サルモネラの消化管感染における抗生物質

Antibiotics in salmonella gut infections

Sirinavin S, Garner P

最終更新日:12/05/1998


目的:便からサルモネラが培養された下痢患者に対しての日常的な抗生物質使用の方針を評価する.下痢の期間,他の消化管症状,発熱,全身的な合併症,経過観察時の培養の陽性率,耐性菌の出現,治療の副作用についてアウトカムを調べた.

検索方法:症候性,無症候性のサルモネラ感染に対する抗生物質療法のあらゆる比較試験,ただし S.typhi, S.parayphi, typhoid, paratyphoid による感染は除く.コクラン比較臨床試験レジスター(コクラン・ライブラリ, 1997年第3版として出版),1980年から1997年までのMEDLINE,ExtraMedが調べられた.関連する別な研究のために可能なすべての試験の参考文献が調べられた.言語の制限はない.

選択基準:薬物治療に関するすべての試験はプラセボまたは別の実薬と比較されていた.ランダム化比較試験(RCT)と偽ランダム化比較試験(たとえば数の繰り返し)が含まれていた.オープン試験,ケースレポート,コホート研究は除外した.

データ収集と解析:割付けの隠蔽が評価された.2人のレビュアーが標準の形式を使用して,独立してデータの抽出を行った.不一致な部分は議論により解決した.

主な結果:366人の乳児と小児が含む,857人が参加した15の試験が採用された.研究された薬物はネオマイシン,クロラムフェニコール,アンピシリン,アモキシシリン,コ・トリモキサゾール,ノルフロキサシン,フレロキサシン,シプロフロキサシンであった.いずれの抗生物質療法とプレセボの間にも疾病期間の明らかな違いはみられなかった(pooled WMD -0.07 days, 95%CI -0.55, 0.40).下痢の期間(pooled WMD -0.03, 95%CI -0.53, 0.48),発熱 (pooled WMD -0.45, 95%CI -0.98, 0.08)についても明らかな違いはみられなかった.治療の最初の1週は抗生物質療法により培養が陰性に出やすいという結果になった.再発は抗生物質を投与されたほうがより頻度が高かった.3週間後の培養ではプラセボ群より抗生物質投与群のほうが陽性になるケースが多かった.薬物の副作用は抗生物質投与群で多かった(pooled OR 1.67, 95%CI 1.05, 2.67).同じような結果が5-フルオロキノロンとプラセボを比較した研究でも得られた.

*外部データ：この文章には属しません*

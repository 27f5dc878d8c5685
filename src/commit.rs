//! Commit Service contract.
//!
//! The onboarding flow ends in exactly one call that atomically records the role and the
//! role-specific associations. This module holds the contract (`CommitService`), the error
//! taxonomy shared by server and client, the server-side request validation, and an in-process
//! implementation bound to a repository.

use async_trait::async_trait;
use axum::{
    Json,
    http::StatusCode,
    response::{IntoResponse, Response},
};
use std::sync::Arc;
use uuid::Uuid;

use crate::{
    models::{CommitReceipt, CommitRequest, ErrorBody, ListableItem},
    repository::RepositoryState,
};

/// Field keys used in validation errors and in `WizardState::field_errors`.
pub mod fields {
    pub const ROLE: &str = "role";
    pub const OWNER_ITEMS: &str = "owner_items";
    pub const TENANT_SELECTION: &str = "tenant_selection";

    pub fn owner_item_name(index: usize) -> String {
        format!("owner_items[{index}].name")
    }
}

/// CommitError
///
/// Everything a commit can fail with. Validation never reaches storage; Conflict is terminal for
/// the wizard; NotFound and Transient are recoverable.
#[derive(Debug, Clone, PartialEq, Eq, thiserror::Error)]
pub enum CommitError {
    #[error("{field}: {message}")]
    Validation { field: String, message: String },

    #[error("onboarding has already been completed for this account")]
    Conflict,

    #[error("property {0} no longer exists")]
    NotFound(Uuid),

    #[error("commit service unavailable: {0}")]
    Transient(String),
}

impl CommitError {
    pub fn validation(field: impl Into<String>, message: impl Into<String>) -> Self {
        CommitError::Validation {
            field: field.into(),
            message: message.into(),
        }
    }

    pub fn status_code(&self) -> StatusCode {
        match self {
            CommitError::Validation { .. } => StatusCode::BAD_REQUEST,
            CommitError::Conflict => StatusCode::CONFLICT,
            CommitError::NotFound(_) => StatusCode::NOT_FOUND,
            CommitError::Transient(_) => StatusCode::SERVICE_UNAVAILABLE,
        }
    }

    fn kind(&self) -> &'static str {
        match self {
            CommitError::Validation { .. } => "validation",
            CommitError::Conflict => "conflict",
            CommitError::NotFound(_) => "not_found",
            CommitError::Transient(_) => "transient",
        }
    }

    pub fn to_body(&self) -> ErrorBody {
        let field = match self {
            CommitError::Validation { field, .. } => Some(field.clone()),
            CommitError::NotFound(_) => Some(fields::TENANT_SELECTION.to_string()),
            _ => None,
        };
        ErrorBody {
            error: self.kind().to_string(),
            message: self.to_string(),
            field,
        }
    }
}

impl IntoResponse for CommitError {
    fn into_response(self) -> Response {
        (self.status_code(), Json(self.to_body())).into_response()
    }
}

/// validate_request
///
/// Server-side shape checks that need no storage access. OWNER submissions need at least one
/// item and every name must contain something other than whitespace. Whether a TENANT selection
/// exists is decided inside the atomic commit itself.
pub fn validate_request(request: &CommitRequest) -> Result<(), CommitError> {
    if let CommitRequest::Owner { owner_items } = request {
        if owner_items.is_empty() {
            return Err(CommitError::validation(
                fields::OWNER_ITEMS,
                "Add at least one property",
            ));
        }
        if let Some(index) = owner_items.iter().position(|item| item.name.trim().is_empty()) {
            return Err(CommitError::validation(
                fields::owner_item_name(index),
                "Property name is required",
            ));
        }
    }
    Ok(())
}

/// CommitService
///
/// The single suspension point of the onboarding wizard. Implementations must be atomic and must
/// answer `Conflict` when the account already has a role.
#[async_trait]
pub trait CommitService: Send + Sync {
    async fn commit(&self, request: CommitRequest) -> Result<CommitReceipt, CommitError>;
}

/// ItemSource
///
/// Read-only query for the properties a TENANT may choose from.
#[async_trait]
pub trait ItemSource: Send + Sync {
    async fn listable_items(&self) -> Result<Vec<ListableItem>, CommitError>;
}

/// DirectCommitService
///
/// In-process Commit Service: validates and commits on behalf of one user straight against the
/// repository. The HTTP handler and `OnboardingClient` end up on the same code path.
#[derive(Clone)]
pub struct DirectCommitService {
    repo: RepositoryState,
    user_id: Uuid,
}

impl DirectCommitService {
    pub fn new(repo: RepositoryState, user_id: Uuid) -> Arc<Self> {
        Arc::new(Self { repo, user_id })
    }
}

#[async_trait]
impl CommitService for DirectCommitService {
    async fn commit(&self, request: CommitRequest) -> Result<CommitReceipt, CommitError> {
        validate_request(&request)?;
        self.repo.commit_onboarding(self.user_id, request).await
    }
}

#[async_trait]
impl ItemSource for DirectCommitService {
    async fn listable_items(&self) -> Result<Vec<ListableItem>, CommitError> {
        Ok(self.repo.list_items().await)
    }
}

結論:臨床的なアウトカムを改善する療法はなかった.しかし,便中のサルモネラの検出が延長したり,薬物の副作用が増加する傾向はあった.研究には免疫無防備状態の宿主や新生児は含まれなかった.乳児と小児においてキノロン薬による治療の情報はなかった.


Citation: Sirinavin S, Garner P. Antibiotics in salmonella gut infections. In: The Cochrane Library, Issue 1, 1999, Oxford: Update Software.